=== Brief ===
Which lines in the material below contain the word "TaskId"? Copy each of them.

(Data for review begins)

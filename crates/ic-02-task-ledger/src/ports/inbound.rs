//! # Inbound Port - TaskLedgerApi
//!
//! Consumed by the submission guard and the composition layer.

use async_trait::async_trait;
use shared_types::{ClientResult, Task, TaskId};

use crate::domain::{ImageUpload, LedgerSnapshot};

#[async_trait]
pub trait TaskLedgerApi: Send + Sync {
    /// Replaces the collection with the backend's listing.
    ///
    /// # Errors
    /// - `AuthRequired`: no session, or the session changed mid-flight
    /// - `NetworkOrServer`: the collection is left unchanged
    async fn fetch_tasks(&self) -> ClientResult<Vec<Task>>;

    /// Submits an image; on success the created task is at the front of the
    /// collection.
    async fn create_task(&self, image: ImageUpload, metadata: Option<String>)
        -> ClientResult<Task>;

    /// Refreshes a single task.
    async fn fetch_task(&self, id: TaskId) -> ClientResult<Task>;

    fn snapshot(&self) -> LedgerSnapshot;

    /// Forgets every task. Used on logout.
    fn clear(&self);
}
//! Ports layer for the Payment Flow.
//!
//! - Inbound (Driving) ports: `PaymentApi`
//! - Outbound (Driven) ports: `PaymentBackend` (HTTP), `PaymentWidget`
//!   (provider checkout UI)

pub mod inbound;
pub mod outbound;

pub use inbound::*;
pub use outbound::*;
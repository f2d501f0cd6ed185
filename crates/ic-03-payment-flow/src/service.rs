//! # Payment Flow Service
//!
//! Drives one top-up attempt at a time:
//!
//! 1. `create_payment` creates an order and opens the widget with a
//!    `ProviderHandler` bound to that attempt.
//! 2. The widget later calls `ProviderHandler::complete` with the provider's
//!    payload, which is validated and relayed to the verify endpoint.
//! 3. On verification the balance is re-fetched through the session. The
//!    balance is never adjusted locally.

use std::fmt;
use std::sync::{Arc, Weak};

use async_trait::async_trait;
use ic_01_session::SessionApi;
use parking_lot::Mutex;
use serde_json::Value;
use shared_types::{BackendError, ClientError, ClientResult, OrderId, PaymentOrder};
use tracing::{debug, info, warn};

use crate::domain::{
    AttemptId, CheckoutConfig, CheckoutOptions, PaymentReceipt, PaymentSnapshot, PaymentState,
    ProviderCallback,
};
use crate::ports::inbound::PaymentApi;
use crate::ports::outbound::{PaymentBackend, PaymentWidget, VerifyPaymentRequest};

struct Inner {
    backend: Arc<dyn PaymentBackend>,
    widget: Arc<dyn PaymentWidget>,
    session: Arc<dyn SessionApi>,
    checkout: CheckoutConfig,
    state: Mutex<PaymentState>,
}

/// Fails its attempt on drop if the attempt is still mid-request, which only
/// happens when the future driving the request is dropped.
struct Interrupted<'a> {
    state: &'a Mutex<PaymentState>,
    attempt: AttemptId,
}

impl Drop for Interrupted<'_> {
    fn drop(&mut self) {
        if self
            .state
            .lock()
            .abandon(self.attempt, "Payment interrupted before completion")
        {
            warn!(attempt = %self.attempt, "payment request dropped mid-flight, attempt failed");
        }
    }
}

/// Cheap to clone; clones share one attempt state.
#[derive(Clone)]
pub struct PaymentFlow {
    inner: Arc<Inner>,
}

impl PaymentFlow {
    pub fn new(
        backend: Arc<dyn PaymentBackend>,
        widget: Arc<dyn PaymentWidget>,
        session: Arc<dyn SessionApi>,
        checkout: CheckoutConfig,
    ) -> Self {
        Self {
            inner: Arc::new(Inner {
                backend,
                widget,
                session,
                checkout,
                state: Mutex::new(PaymentState::default()),
            }),
        }
    }
}

#[async_trait]
impl PaymentApi for PaymentFlow {
    async fn create_payment(&self, amount: u64) -> ClientResult<PaymentOrder> {
        if amount == 0 {
            return Err(ClientError::InvalidInput("top-up amount must be positive".into()));
        }
        let inner = &self.inner;
        let credentials = inner.session.credentials()?;
        let attempt = inner.state.lock().begin(amount, credentials.epoch)?;
        let _interrupted = Interrupted {
            state: &inner.state,
            attempt,
        };
        info!(attempt = %attempt, amount, "creating payment order");

        let result = inner.backend.create_order(&credentials.token, amount).await;

        if !inner.session.is_current(credentials.epoch) {
            inner.state.lock().fail(attempt, "Failed to create payment: session ended");
            return Err(ClientError::AuthRequired);
        }
        let order = match result {
            Ok(order) => order,
            Err(err) => {
                let err = ClientError::from(err);
                warn!(attempt = %attempt, error = %err, "payment order creation failed");
                inner
                    .state
                    .lock()
                    .fail(attempt, format!("Failed to create payment: {err}"));
                return Err(err);
            }
        };

        inner.state.lock().order_created(attempt, order.clone())?;
        let options = CheckoutOptions::new(
            &inner.checkout,
            &order,
            inner.session.current_user().as_ref(),
        );
        let handler = ProviderHandler {
            flow: Arc::downgrade(inner),
            attempt,
            order_id: order.order_id.clone(),
        };
        inner.state.lock().awaiting_provider(attempt)?;

        if let Err(err) = inner.widget.open(options, handler) {
            warn!(attempt = %attempt, order_id = %order.order_id, error = %err, "payment widget failed to open");
            inner
                .state
                .lock()
                .fail(attempt, format!("Failed to create payment: {err}"));
            return Err(ClientError::NetworkOrServer(err.to_string()));
        }

        info!(
            attempt = %attempt,
            order_id = %order.order_id,
            amount = order.amount,
            currency = %order.currency,
            "payment widget opened"
        );
        Ok(order)
    }

    fn reset(&self) {
        self.inner.state.lock().reset();
        debug!("payment flow reset");
    }

    fn snapshot(&self) -> PaymentSnapshot {
        self.inner.state.lock().snapshot()
    }
}

/// Completion callback for one opened widget.
///
/// Consumed by `complete`, so a widget session can deliver at most one
/// payload.
#[must_use = "a dropped handler abandons the payment attempt"]
pub struct ProviderHandler {
    flow: Weak<Inner>,
    attempt: AttemptId,
    order_id: OrderId,
}

impl fmt::Debug for ProviderHandler {
    fn fmt(&self, f: &mut fmt::Formatter<'_>) -> fmt::Result {
        f.debug_struct("ProviderHandler")
            .field("attempt", &self.attempt)
            .field("order_id", &self.order_id)
            .finish()
    }
}

impl ProviderHandler {
    pub fn attempt(&self) -> AttemptId {
        self.attempt
    }

    pub fn order_id(&self) -> &OrderId {
        &self.order_id
    }

    /// Relays the provider's payload to the verify endpoint.
    ///
    /// # Errors
    /// - `StaleAttempt`: the attempt was superseded or reset
    /// - `VerificationRejected`: malformed or mismatched payload (no backend
    ///   call), or the backend refused the payment
    /// - `AuthRequired`: the session ended
    /// - `NetworkOrServer`: the verify call failed
    pub async fn complete(self, payload: Value) -> ClientResult<PaymentReceipt> {
        let Some(inner) = self.flow.upgrade() else {
            return Err(ClientError::StaleAttempt);
        };
        let attempt = self.attempt;

        let parsed = ProviderCallback::parse(&payload);
        let started = inner.state.lock().begin_verification(attempt, parsed);
        let (epoch, callback) = match started {
            Ok(started) => started,
            Err(ClientError::StaleAttempt) => {
                debug!(attempt = %attempt, "ignoring provider callback for superseded attempt");
                return Err(ClientError::StaleAttempt);
            }
            Err(err) => {
                warn!(attempt = %attempt, error = %err, "provider callback rejected");
                return Err(err);
            }
        };
        let _interrupted = Interrupted {
            state: &inner.state,
            attempt,
        };

        let credentials = match inner.session.credentials() {
            Ok(credentials) if credentials.epoch == epoch => credentials,
            _ => {
                inner
                    .state
                    .lock()
                    .fail(attempt, "Payment verification failed: session ended");
                return Err(ClientError::AuthRequired);
            }
        };

        let request = VerifyPaymentRequest {
            order_id: callback.order_id,
            payment_id: callback.payment_id,
            signature: callback.signature,
        };
        info!(attempt = %attempt, order_id = %request.order_id, payment_id = %request.payment_id, "verifying payment");
        let result = inner
            .backend
            .verify_payment(&credentials.token, &request)
            .await;

        if !inner.session.is_current(epoch) {
            inner
                .state
                .lock()
                .fail(attempt, "Payment verification failed: session ended");
            return Err(ClientError::AuthRequired);
        }

        let response = match result {
            Ok(response) => response,
            Err(err) => {
                let err = match err {
                    BackendError::Rejected { detail, .. } => ClientError::VerificationRejected(detail),
                    other => ClientError::from(other),
                };
                warn!(attempt = %attempt, order_id = %request.order_id, error = %err, "payment verification failed");
                inner
                    .state
                    .lock()
                    .fail(attempt, format!("Payment verification failed: {err}"));
                return Err(err);
            }
        };

        inner.state.lock().verified(attempt, response.credits_added)?;
        info!(
            attempt = %attempt,
            order_id = %request.order_id,
            credits_added = response.credits_added,
            "payment verified"
        );

        let balance = match inner.session.refresh_credits().await {
            Ok(balance) => Some(balance),
            Err(err) => {
                warn!(error = %err, "credit refresh after payment failed");
                None
            }
        };

        Ok(PaymentReceipt {
            order_id: request.order_id,
            payment_id: request.payment_id,
            message: response.message,
            credits_added: response.credits_added,
            balance,
        })
    }
}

(Data for review ends)

=== Answer for this exercise ===
use shared_types::{ClientResult, Task, TaskId};
    async fn fetch_task(&self, id: TaskId) -> ClientResult<Task>;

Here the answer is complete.